EXERCISE: Lines from the beginning of the data below through the one containing "pub struct CandidatesCommand" are to be printed exactly as they appear.

Extracted data entries
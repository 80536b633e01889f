//! Remaining-capacity derivation and the selectable filter.

use tracing::debug;

use crate::resource::CapacityCounts;

/// Anything that carries capacity figures.
pub trait Capacity {
    fn counts(&self) -> &CapacityCounts;

    fn remaining_capacity(&self) -> u64 {
        remaining_capacity(self.counts())
    }

    fn is_selectable(&self) -> bool {
        self.remaining_capacity() > 0
    }
}

/// Derive remaining capacity, never below zero.
///
/// A precomputed `remaining` wins over `total - allocated`. A missing
/// `allocated` counts as zero; with neither `remaining` nor `total` the
/// capacity is unknown and treated as zero.
pub fn remaining_capacity(counts: &CapacityCounts) -> u64 {
    if let Some(remaining) = counts.remaining {
        if let Some(total) = counts.total {
            let derived = total.saturating_sub(counts.allocated.unwrap_or(0));
            if derived != remaining {
                debug!(
                    remaining,
                    derived, "Precomputed remaining capacity disagrees with total - allocated"
                );
            }
        }
        return clamp(remaining);
    }

    match counts.total {
        Some(total) => clamp(total.saturating_sub(counts.allocated.unwrap_or(0))),
        None => 0,
    }
}

fn clamp(value: i64) -> u64 {
    if value < 0 {
        debug!(value, "Negative remaining capacity clamped to zero");
    }
    value.max(0) as u64
}

/// Items that may be offered for a new assignment, in input order.
pub fn selectable<C: Capacity>(items: &[C]) -> Vec<&C> {
    items.iter().filter(|item| item.is_selectable()).collect()
}
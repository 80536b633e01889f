//! Candidate listing commands.

use anyhow::Result;
use clap::{Args, Subcommand};
use cohort_engine::{Candidate, PipelineStage, PipelineStatusGate, PlacementBackend, Transition};
use serde::Serialize;
use tabled::Tabled;

use crate::output::{or_dash, print_output, OutputFormat};

use super::CommandContext;

/// Candidate commands.
#[derive(Debug, Args)]
pub struct CandidatesCommand {
    #[command(subcommand)]
    command: CandidatesSubcommand,
}

#[derive(Debug, Subcommand)]
enum CandidatesSubcommand {
    /// List candidates, optionally at one pipeline stage.
    List {
        /// Pipeline stage (e.g. interview-passed).
        #[arg(long, value_parser = parse_stage)]
        stage: Option<PipelineStage>,
    },

    /// List candidates eligible for a transition.
    Eligible {
        /// Transition (schedule-interview, assign-induction, assign-scheme, assign-station).
        #[arg(value_parser = parse_transition)]
        transition: Transition,
    },
}

pub(super) fn parse_stage(s: &str) -> Result<PipelineStage, String> {
    PipelineStage::parse(s).ok_or_else(|| {
        let known: Vec<&str> = PipelineStage::ORDER.iter().map(|s| s.as_str()).collect();
        format!("unknown stage '{s}' (expected one of: {})", known.join(", "))
    })
}

pub(super) fn parse_transition(s: &str) -> Result<Transition, String> {
    Transition::parse(s).ok_or_else(|| {
        let known: Vec<&str> = Transition::ALL.iter().map(|t| t.as_str()).collect();
        format!(
            "unknown transition '{s}' (expected one of: {})",
            known.join(", ")
        )
    })
}

#[derive(Debug, Serialize, Tabled)]
struct CandidateRow {
    #[tabled(rename = "ID")]
    id: String,
    #[tabled(rename = "Name")]
    name: String,
    #[tabled(rename = "Stage")]
    stage: String,
}

impl From<&Candidate> for CandidateRow {
    fn from(c: &Candidate) -> Self {
        Self {
            id: c.id.to_string(),
            name: or_dash(c.name.as_deref()),
            stage: c
                .stage
                .map(|s| s.to_string())
                .unwrap_or_else(|| "unknown".to_string()),
        }
    }
}

impl CandidatesCommand {
    pub async fn run(self, ctx: CommandContext) -> Result<()> {
        let backend = ctx.backend()?;

        match self.command {
            CandidatesSubcommand::List { stage } => {
                let mut candidates = backend.list_candidates(stage).await?;
                candidates.sort_by(|a, b| a.id.cmp(&b.id));
                print_rows(&candidates, ctx.format);
            }
            CandidatesSubcommand::Eligible { transition } => {
                let mut gate = PipelineStatusGate::new(backend, transition);
                let candidates = gate.refresh().await?;
                if ctx.format == OutputFormat::Table {
                    println!(
                        "Eligible for {} (stage {}):",
                        transition,
                        transition.predecessor()
                    );
                }
                print_rows(candidates, ctx.format);
            }
        }

        Ok(())
    }
}

fn print_rows(candidates: &[Candidate], format: OutputFormat) {
    let rows: Vec<CandidateRow> = candidates.iter().map(CandidateRow::from).collect();
    print_output(&rows, format);
}
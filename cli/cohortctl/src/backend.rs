//! HTTP implementation of [`PlacementBackend`].
//!
//! Payloads are normalized with `cohort_engine::wire` as soon as they are
//! received.

use async_trait::async_trait;
use cohort_engine::wire::{self, RawCandidate, Single};
use cohort_engine::{
    AssignmentCall, AssignmentResult, BackendError, BatchCall, BatchResponse, BatchShape,
    Candidate, PipelineStage, PlacementBackend, ProgramRecord, Resource, ResourceKind,
};
use cohort_id::{CandidateId, ResourceId};

use crate::client::ApiClient;
use crate::error::CliError;

pub struct HttpBackend {
    client: ApiClient,
    shape: BatchShape,
}

impl HttpBackend {
    pub fn new(client: ApiClient, batch_endpoint: bool) -> Self {
        Self {
            client,
            shape: if batch_endpoint {
                BatchShape::Endpoint
            } else {
                BatchShape::FanOut
            },
        }
    }

    /// Fetch one candidate with its assignment history.
    pub async fn fetch_candidate(&self, id: &CandidateId) -> Result<Candidate, CliError> {
        let body: serde_json::Value = self
            .client
            .get(&["v1", "candidates", id.as_str()])
            .await
            .map_err(|e| match e {
                CliError::Api { status: 404, .. } => {
                    CliError::NotFound(format!("Candidate '{id}' not found"))
                }
                other => other,
            })?;

        let raw = serde_json::from_value::<Single<RawCandidate>>(body)
            .map(Single::into_inner)
            .map_err(|e| CliError::Other(anyhow::anyhow!("Failed to parse candidate: {e}")))?;

        wire::normalize_candidate(raw)
            .ok_or_else(|| CliError::Other(anyhow::anyhow!("Candidate '{id}' has an invalid id")))
    }
}

fn to_backend(err: CliError) -> BackendError {
    match err {
        CliError::NotAuthenticated => BackendError::Api {
            status: 401,
            message: "no stored token".to_string(),
        },
        CliError::Api {
            status, message, ..
        } => BackendError::Api { status, message },
        CliError::NotFound(message) => BackendError::Api {
            status: 404,
            message,
        },
        CliError::Network(e) => BackendError::Network(e.to_string()),
        other => BackendError::Decode(other.to_string()),
    }
}

#[async_trait]
impl PlacementBackend for HttpBackend {
    async fn list_candidates(
        &self,
        stage: Option<PipelineStage>,
    ) -> Result<Vec<Candidate>, BackendError> {
        let query: Vec<(&str, String)> = stage
            .map(|stage| ("stage", stage.to_string()))
            .into_iter()
            .collect();
        let body: serde_json::Value = self
            .client
            .get_with_query(&["v1", "candidates"], &query)
            .await
            .map_err(to_backend)?;
        wire::candidates_from_json(body)
    }

    async fn list_resources(&self, kind: ResourceKind) -> Result<Vec<Resource>, BackendError> {
        let body: serde_json::Value = self
            .client
            .get_with_query(&["v1", "resources"], &[("kind", kind.to_string())])
            .await
            .map_err(to_backend)?;
        wire::resources_from_json(body, kind)
    }

    async fn fetch_program(&self, id: &ResourceId) -> Result<ProgramRecord, BackendError> {
        let body: serde_json::Value = self
            .client
            .get(&["v1", "programs", id.as_str()])
            .await
            .map_err(to_backend)?;
        wire::program_from_json(body)
    }

    async fn assign(&self, call: &AssignmentCall) -> Result<AssignmentResult, BackendError> {
        let body = self
            .client
            .post_lenient(&["v1", "assignments"], call)
            .await
            .map_err(to_backend)?;
        Ok(wire::assignment_ack(body, &call.candidate_id))
    }

    fn batch_shape(&self) -> BatchShape {
        self.shape
    }

    async fn assign_batch(&self, call: &BatchCall) -> Result<BatchResponse, BackendError> {
        let response: Single<BatchResponse> = self
            .client
            .post(&["v1", "assignments", "batch"], call)
            .await
            .map_err(to_backend)?;
        Ok(response.into_inner())
    }
}

#[cfg(test)]
mod tests {
    use std::sync::Arc;

    use super::*;
    use crate::config::Config;
    use cohort_engine::{
        AssignmentRequestBuilder, BatchAssignmentCoordinator, Capacity, FailureKind,
        ResourceSelection, Transition,
    };
    use serde_json::json;
    use wiremock::matchers::{body_partial_json, method, path, query_param};
    use wiremock::{Mock, MockServer, ResponseTemplate};

    fn backend(server: &MockServer, batch_endpoint: bool) -> HttpBackend {
        let config = Config {
            api_url: server.uri(),
            batch_endpoint,
        };
        HttpBackend::new(ApiClient::new(&config, None).unwrap(), batch_endpoint)
    }

    async fn mount_station(server: &MockServer, seats: i64) {
        Mock::given(method("GET"))
            .and(path("/v1/resources"))
            .and(query_param("kind", "station"))
            .respond_with(ResponseTemplate::new(200).set_body_json(json!({
                "data": [{"_id": "st-north", "name": "North", "availableSeats": seats}]
            })))
            .mount(server)
            .await;
    }

    #[tokio::test]
    async fn test_list_resources_normalizes() {
        let server = MockServer::start().await;
        mount_station(&server, 2).await;

        let resources = backend(&server, false)
            .list_resources(ResourceKind::Station)
            .await
            .unwrap();
        assert_eq!(resources.len(), 1);
        assert_eq!(resources[0].name, "North");
        assert_eq!(resources[0].remaining_capacity(), 2);
    }

    #[tokio::test]
    async fn test_list_candidates_passes_stage() {
        let server = MockServer::start().await;
        Mock::given(method("GET"))
            .and(path("/v1/candidates"))
            .and(query_param("stage", "interview-passed"))
            .respond_with(ResponseTemplate::new(200).set_body_json(json!([
                {"_id": "c-1", "stage": "interview_passed"}
            ])))
            .expect(1)
            .mount(&server)
            .await;

        let candidates = backend(&server, false)
            .list_candidates(Some(PipelineStage::InterviewPassed))
            .await
            .unwrap();
        assert_eq!(candidates[0].stage, Some(PipelineStage::InterviewPassed));
    }

    #[tokio::test]
    async fn test_assign_errors_keep_status() {
        let server = MockServer::start().await;
        Mock::given(method("POST"))
            .and(path("/v1/assignments"))
            .respond_with(
                ResponseTemplate::new(400).set_body_json(json!({"message": "No available seats"})),
            )
            .mount(&server)
            .await;

        let call = AssignmentCall {
            candidate_id: CandidateId::parse("c-1").unwrap(),
            resource_id: ResourceId::parse("st-north").unwrap(),
            resource_kind: ResourceKind::Station,
            transition: Transition::AssignStation,
            manager_role: None,
            start_date: "2024-01-01".into(),
            end_date: "2024-01-31".into(),
            aux: serde_json::Map::new(),
        };

        let err = backend(&server, false).assign(&call).await.unwrap_err();
        assert_eq!(
            err,
            BackendError::Api {
                status: 400,
                message: "No available seats".into()
            }
        );
    }

    #[tokio::test]
    async fn test_fan_out_over_http() {
        let server = MockServer::start().await;
        mount_station(&server, 2).await;
        Mock::given(method("POST"))
            .and(path("/v1/assignments"))
            .and(body_partial_json(json!({"candidateId": "c-3"})))
            .respond_with(ResponseTemplate::new(400).set_body_json(json!({
                "message": "Station is fully allocated"
            })))
            .with_priority(1)
            .mount(&server)
            .await;
        Mock::given(method("POST"))
            .and(path("/v1/assignments"))
            .respond_with(ResponseTemplate::new(201).set_body_json(json!({"_id": "asg-1"})))
            .with_priority(2)
            .expect(2)
            .mount(&server)
            .await;

        let http = Arc::new(backend(&server, false));
        let station = http
            .list_resources(ResourceKind::Station)
            .await
            .unwrap()
            .remove(0);
        let mut selection = ResourceSelection::new();
        selection.select_resource(&station).unwrap();

        let request = AssignmentRequestBuilder::new(Transition::AssignStation)
            .candidates(["c-1", "c-2", "c-3"].map(|c| CandidateId::parse(c).unwrap()))
            .selection(selection)
            .window("2024-01-01", "2024-01-31")
            .build()
            .unwrap();

        let report = BatchAssignmentCoordinator::new(http)
            .execute(&request)
            .await
            .unwrap();
        assert_eq!(report.summary(), "2 of 3 assigned; 1 failed");
        let failed = report.failures().next().unwrap();
        assert_eq!(failed.candidate_id.as_str(), "c-3");
        assert_eq!(failed.error().unwrap().kind(), FailureKind::Capacity);
    }

    #[tokio::test]
    async fn test_batch_endpoint_response() {
        let server = MockServer::start().await;
        Mock::given(method("POST"))
            .and(path("/v1/assignments/batch"))
            .and(body_partial_json(json!({"candidateIds": ["c-1", "c-2"]})))
            .respond_with(ResponseTemplate::new(200).set_body_json(json!({
                "data": {
                    "successfulAssignments": [{"candidateId": "c-1"}],
                    "failedAssignments": []
                }
            })))
            .expect(1)
            .mount(&server)
            .await;

        let http = backend(&server, true);
        assert_eq!(http.batch_shape(), BatchShape::Endpoint);

        let call = BatchCall {
            candidate_ids: vec![
                CandidateId::parse("c-1").unwrap(),
                CandidateId::parse("c-2").unwrap(),
            ],
            resource_id: ResourceId::parse("st-north").unwrap(),
            resource_kind: ResourceKind::Station,
            transition: Transition::AssignStation,
            manager_role: None,
            start_date: "2024-01-01".into(),
            end_date: "2024-01-31".into(),
            aux: serde_json::Map::new(),
        };
        let response = http.assign_batch(&call).await.unwrap();
        assert_eq!(response.successful_assignments.len(), 1);
        assert!(response.failed_assignments.is_empty());
    }

    #[tokio::test]
    async fn test_expired_session_is_auth_failure() {
        let server = MockServer::start().await;
        Mock::given(method("GET"))
            .and(path("/v1/programs/prog-1"))
            .respond_with(ResponseTemplate::new(401))
            .mount(&server)
            .await;

        let err = backend(&server, false)
            .fetch_program(&ResourceId::parse("prog-1").unwrap())
            .await
            .unwrap_err();
        assert!(matches!(err, BackendError::Api { status: 401, .. }));
    }

    #[tokio::test]
    async fn test_session_expiry_message_reaches_engine() {
        let server = MockServer::start().await;
        Mock::given(method("POST"))
            .and(path("/v1/assignments"))
            .respond_with(
                ResponseTemplate::new(401).set_body_json(json!({"message": "Session timed out"})),
            )
            .mount(&server)
            .await;

        let call = AssignmentCall {
            candidate_id: CandidateId::parse("c-1").unwrap(),
            resource_id: ResourceId::parse("st-north").unwrap(),
            resource_kind: ResourceKind::Station,
            transition: Transition::AssignStation,
            manager_role: None,
            start_date: "2024-01-01".into(),
            end_date: "2024-01-31".into(),
            aux: serde_json::Map::new(),
        };

        let err = backend(&server, false).assign(&call).await.unwrap_err();
        assert_eq!(
            err,
            BackendError::Api {
                status: 401,
                message: "Session timed out".into()
            }
        );
    }

    #[tokio::test]
    async fn test_ids_stay_inside_their_path_segment() {
        let server = MockServer::start().await;
        Mock::given(method("GET"))
            .and(path("/v1/programs/spring%2F2024"))
            .respond_with(ResponseTemplate::new(200).set_body_json(json!({
                "_id": "spring/2024",
                "name": "Spring",
                "startDate": "2024-04-01",
                "endDate": "2024-04-05"
            })))
            .expect(1)
            .mount(&server)
            .await;
        Mock::given(method("GET"))
            .and(path("/v1/candidates/c%3F1"))
            .respond_with(ResponseTemplate::new(404))
            .expect(1)
            .mount(&server)
            .await;

        let http = backend(&server, false);
        let program = http
            .fetch_program(&ResourceId::parse("spring/2024").unwrap())
            .await
            .unwrap();
        assert_eq!(program.id.as_str(), "spring/2024");

        let err = http
            .fetch_candidate(&CandidateId::parse("c?1").unwrap())
            .await
            .unwrap_err();
        assert!(matches!(err, CliError::NotFound(_)));
    }

    #[tokio::test]
    async fn test_fetch_candidate_not_found() {
        let server = MockServer::start().await;
        Mock::given(method("GET"))
            .and(path("/v1/candidates/c-9"))
            .respond_with(ResponseTemplate::new(404))
            .mount(&server)
            .await;

        let err = backend(&server, false)
            .fetch_candidate(&CandidateId::parse("c-9").unwrap())
            .await
            .unwrap_err();
        assert!(matches!(err, CliError::NotFound(_)));
    }
}
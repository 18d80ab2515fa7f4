//! Input/output helpers.
//!
//! - JSON fit-input files (`input`)
//! - line-list and catalog CSV exports (`export`)
//! - fit result JSON (`fitfile`)

pub mod export;
pub mod fitfile;
pub mod input;

pub use export::*;
pub use fitfile::*;
pub use input::*;
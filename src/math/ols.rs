//! Dense linear least squares used by the fit driver.
//!
//! Each Levenberg–Marquardt step solves a small damped problem of the form:
//!
//! ```text
//! minimize ‖J δ + r‖² + μ ‖D δ‖²
//! ```
//!
//! which we rewrite as one stacked least-squares system and solve by SVD. The
//! parameter dimension is tiny (3–8 columns), so SVD cost is irrelevant next to
//! the eigen-decompositions that produce `J`.
//!
//! The stacked system has `n + p` rows and `p` columns. With `μ = 0` and a rank
//! deficient `J` it has no unique solution, and the SVD solve returns the
//! minimum-norm step.

use nalgebra::{DMatrix, DVector};

/// Solve a least squares problem using SVD.
///
/// Returns `None` if the system is too ill-conditioned to solve robustly.
pub fn solve_least_squares(x: &DMatrix<f64>, y: &DVector<f64>) -> Option<DVector<f64>> {
    let svd = x.clone().svd(true, true);

    // Try progressively looser tolerances if strict solve fails.
    for &tol in &[1e-10, 1e-8, 1e-6] {
        if let Ok(beta) = svd.solve(y, tol) {
            if beta.iter().all(|v| v.is_finite()) {
                return Some(beta);
            }
        }
    }

    None
}

/// Solve the damped step `[J; sqrt(μ)·D] δ = [-r; 0]`.
///
/// `scale` holds the diagonal of `D²` (Marquardt scaling by `diag(JᵀJ)`).
pub fn solve_damped_step(
    jacobian: &DMatrix<f64>,
    residuals: &DVector<f64>,
    scale: &DVector<f64>,
    damping: f64,
) -> Option<DVector<f64>> {
    let (n, p) = jacobian.shape();
    let mut stacked = DMatrix::<f64>::zeros(n + p, p);
    let mut rhs = DVector::<f64>::zeros(n + p);

    stacked.view_mut((0, 0), (n, p)).copy_from(jacobian);
    for i in 0..n {
        rhs[i] = -residuals[i];
    }
    for k in 0..p {
        stacked[(n + k, k)] = (damping * scale[k]).sqrt();
    }

    solve_least_squares(&stacked, &rhs)
}

/// Invert a symmetric positive semi-definite matrix (e.g. `JᵀJ`).
///
/// Returns `None` when the matrix is numerically singular, measured by the
/// ratio of smallest to largest singular value.
pub fn invert_normal_matrix(m: &DMatrix<f64>) -> Option<DMatrix<f64>> {
    let n = m.nrows();
    if n == 0 || !m.is_square() || m.iter().any(|v| !v.is_finite()) {
        return None;
    }

    let svd = m.clone().svd(true, true);
    let s_max = svd.singular_values.max();
    let s_min = svd.singular_values.min();
    let rcond = f64::EPSILON * n as f64;
    if !(s_max > 0.0) || s_min <= rcond * s_max {
        return None;
    }

    let inv = svd.pseudo_inverse(0.0).ok()?;
    if inv.iter().all(|v| v.is_finite()) {
        Some(inv)
    } else {
        None
    }
}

RESPONSE TO THE TASK:
repository 80536b633e01889f
//! Remaining-capacity derivation and the selectable filter.

use tracing::debug;

use crate::resource::CapacityCounts;

/// Anything that carries capacity figures.
pub trait Capacity {
    fn counts(&self) -> &CapacityCounts;

    fn remaining_capacity(&self) -> u64 {
        remaining_capacity(self.counts())
    }

    fn is_selectable(&self) -> bool {
        self.remaining_capacity() > 0
    }
}

/// Derive remaining capacity, never below zero.
///
/// A precomputed `remaining` wins over `total - allocated`. A missing
/// `allocated` counts as zero; with neither `remaining` nor `total` the
/// capacity is unknown and treated as zero.
pub fn remaining_capacity(counts: &CapacityCounts) -> u64 {
    if let Some(remaining) = counts.remaining {
        if let Some(total) = counts.total {
            let derived = total.saturating_sub(counts.allocated.unwrap_or(0));
            if derived != remaining {
                debug!(
                    remaining,
                    derived, "Precomputed remaining capacity disagrees with total - allocated"
                );
            }
        }
        return clamp(remaining);
    }

    match counts.total {
        Some(total) => clamp(total.saturating_sub(counts.allocated.unwrap_or(0))),
        None => 0,
    }
}

fn clamp(value: i64) -> u64 {
    if value < 0 {
        debug!(value, "Negative remaining capacity clamped to zero");
    }
    value.max(0) as u64
}

/// Items that may be offered for a new assignment, in input order.
pub fn selectable<C: Capacity>(items: &[C]) -> Vec<&C> {
    items.iter().filter(|item| item.is_selectable()).collect()
}
repository 80536b633e01889f
//! Candidate listing commands.

use anyhow::Result;
use clap::{Args, Subcommand};
use cohort_engine::{Candidate, PipelineStage, PipelineStatusGate, PlacementBackend, Transition};
use serde::Serialize;
use tabled::Tabled;

use crate::output::{or_dash, print_output, OutputFormat};

use super::CommandContext;

/// Candidate commands.
#[derive(Debug, Args)]
pub struct CandidatesCommand {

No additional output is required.